• _Work to be completed_
Please give back only the lines below from the one containing "commands for CLI." to the one containing "Output formatting configuration.", each repeated word for word, both ends included.

[Saved data entries]
Segment Open

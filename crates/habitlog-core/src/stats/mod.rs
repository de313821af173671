//! Statistics derived from the completion ledger.
//!
//! All metrics are total: an empty ledger yields an all-zero summary, never
//! an error.

use chrono::{Days, NaiveDate};
use serde::{Deserialize, Serialize};
use std::collections::{BTreeMap, HashSet};
use uuid::Uuid;

use crate::model::{TrackerCategory, TrackerRecord, Weekday};

/// Aggregate metrics shown on the statistics screen.
#[derive(Debug, Clone, Copy, Default, PartialEq, Serialize, Deserialize)]
pub struct StatisticsSummary {
    /// Total completion records across all trackers.
    pub completed_trackers: u64,
    /// Longest run of consecutive calendar days with at least one completion.
    pub best_period: u32,
    /// Days on which every tracker scheduled for that weekday was completed.
    pub ideal_days: u32,
    /// Completions per day with at least one completion; 0 for an empty ledger.
    pub average_value: f64,
}

/// Compute the summary from a snapshot of categories and the full ledger.
pub fn summarize(
    categories: &[TrackerCategory],
    records: &[TrackerRecord],
) -> StatisticsSummary {
    // One pass over the ledger: group completed tracker ids by day.
    let mut by_day: BTreeMap<NaiveDate, HashSet<Uuid>> = BTreeMap::new();
    for record in records {
        by_day.entry(record.date).or_default().insert(record.tracker_id);
    }

    let completed_trackers = records.len() as u64;
    let distinct_days = by_day.len() as u64;

    let average_value = if distinct_days == 0 {
        0.0
    } else {
        completed_trackers as f64 / distinct_days as f64
    };

    let best_period = longest_run(by_day.keys().copied());

    // One pass over categories: which tracker ids are scheduled per weekday.
    let mut scheduled_by_weekday: [Vec<Uuid>; 7] = Default::default();
    for category in categories {
        for tracker in &category.trackers {
            for day in tracker.schedule.days() {
                scheduled_by_weekday[day.index() as usize].push(tracker.id);
            }
        }
    }

    let ideal_days = by_day
        .iter()
        .filter(|(date, completed)| {
            let scheduled = &scheduled_by_weekday[Weekday::from_date(**date).index() as usize];
            !scheduled.is_empty() && scheduled.iter().all(|id| completed.contains(id))
        })
        .count() as u32;

    StatisticsSummary {
        completed_trackers,
        best_period,
        ideal_days,
        average_value,
    }
}

/// Longest run of consecutive days in an ascending day sequence.
fn longest_run<I: IntoIterator<Item = NaiveDate>>(days: I) -> u32 {
    let mut best: u32 = 0;
    let mut current: u32 = 0;
    let mut previous: Option<NaiveDate> = None;
    for day in days {
        current = match previous {
            Some(prev) if prev.checked_add_days(Days::new(1)) == Some(day) => current + 1,
            _ => 1,
        };
        best = best.max(current);
        previous = Some(day);
    }
    best
}
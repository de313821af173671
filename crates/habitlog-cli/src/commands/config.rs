//! Configuration commands for CLI.

use clap::Subcommand;
use habitlog_core::storage::Config;

#[derive(Subcommand)]
pub enum ConfigAction {
    /// Print the current configuration
    Show,
    /// Print the config file path
    Path,
}

pub fn run(action: ConfigAction) -> Result<(), Box<dyn std::error::Error>> {
    match action {
        ConfigAction::Show => {
            let config = Config::load()?;
            print!("{}", toml::to_string_pretty(&config)?);
        }
        ConfigAction::Path => {
            println!("{}", Config::path()?.display());
        }
    }
    Ok(())
}
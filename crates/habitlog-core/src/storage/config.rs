//! TOML-based application configuration.
//!
//! Stores input-boundary limits and CLI output preferences.
//! Configuration is stored at `~/.config/habitlog/config.toml`.

use serde::{Deserialize, Serialize};
use std::path::PathBuf;

use super::data_dir;
use crate::error::ConfigError;

/// Input-boundary configuration.
#[derive(Debug, Clone, Serialize, Deserialize)]
pub struct InputConfig {
    /// Maximum character count for tracker names and category titles.
    #[serde(default = "default_name_limit")]
    pub name_limit: usize,
}

/// Output formatting configuration.
#[derive(Debug, Clone, Serialize, Deserialize)]
pub struct UiConfig {
    /// strftime format used when printing calendar dates.
    #[serde(default = "default_date_format")]
    pub date_format: String,
}

/// Application configuration.
#[derive(Debug, Clone, Serialize, Deserialize)]
pub struct Config {
    #[serde(default)]
    pub input: InputConfig,
    #[serde(default)]
    pub ui: UiConfig,
}

fn default_name_limit() -> usize {
    38
}

fn default_date_format() -> String {
    "%Y-%m-%d".to_string()
}

impl Default for InputConfig {
    fn default() -> Self {
        Self {
            name_limit: default_name_limit(),
        }
    }
}

impl Default for UiConfig {
    fn default() -> Self {
        Self {
            date_format: default_date_format(),
        }
    }
}

impl Default for Config {
    fn default() -> Self {
        Self {
            input: InputConfig::default(),
            ui: UiConfig::default(),
        }
    }
}

impl Config {
    /// Path of the config file inside the data directory.
    ///
    /// # Errors
    /// Returns an error if the data directory cannot be prepared.
    pub fn path() -> Result<PathBuf, ConfigError> {
        let dir = data_dir().map_err(|e| ConfigError::LoadFailed {
            path: PathBuf::from("~/.config/habitlog"),
            message: e.to_string(),
        })?;
        Ok(dir.join("config.toml"))
    }

    /// Load from disk, falling back to (and persisting) defaults when the
    /// file does not exist yet.
    ///
    /// # Errors
    /// Returns an error if an existing file cannot be parsed or defaults
    /// cannot be written.
    pub fn load() -> Result<Self, ConfigError> {
        let path = Self::path()?;
        match std::fs::read_to_string(&path) {
            Ok(content) => {
                toml::from_str(&content).map_err(|e| ConfigError::ParseFailed(e.to_string()))
            }
            Err(_) => {
                let cfg = Self::default();
                cfg.save()?;
                Ok(cfg)
            }
        }
    }

    /// Persist to disk.
    ///
    /// # Errors
    /// Returns an error if the config cannot be serialized or written.
    pub fn save(&self) -> Result<(), ConfigError> {
        let path = Self::path()?;
        let content =
            toml::to_string_pretty(self).map_err(|e| ConfigError::ParseFailed(e.to_string()))?;
        std::fs::write(&path, content).map_err(|e| ConfigError::SaveFailed {
            path,
            message: e.to_string(),
        })
    }
}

Segment Closed

• _Result of the exercise_
//! Configuration commands for CLI.

use clap::Subcommand;
use habitlog_core::storage::Config;

#[derive(Subcommand)]
pub enum ConfigAction {
    /// Print the current configuration
    Show,
    /// Print the config file path
    Path,
}

pub fn run(action: ConfigAction) -> Result<(), Box<dyn std::error::Error>> {
    match action {
        ConfigAction::Show => {
            let config = Config::load()?;
            print!("{}", toml::to_string_pretty(&config)?);
        }
        ConfigAction::Path => {
            println!("{}", Config::path()?.display());
        }
    }
    Ok(())
}
filename crates/habitlog-core/src/storage/config.rs
//! TOML-based application configuration.
//!
//! Stores input-boundary limits and CLI output preferences.
//! Configuration is stored at `~/.config/habitlog/config.toml`.

use serde::{Deserialize, Serialize};
use std::path::PathBuf;

use super::data_dir;
use crate::error::ConfigError;

/// Input-boundary configuration.
#[derive(Debug, Clone, Serialize, Deserialize)]
pub struct InputConfig {
    /// Maximum character count for tracker names and category titles.
    #[serde(default = "default_name_limit")]
    pub name_limit: usize,
}

/// Output formatting configuration.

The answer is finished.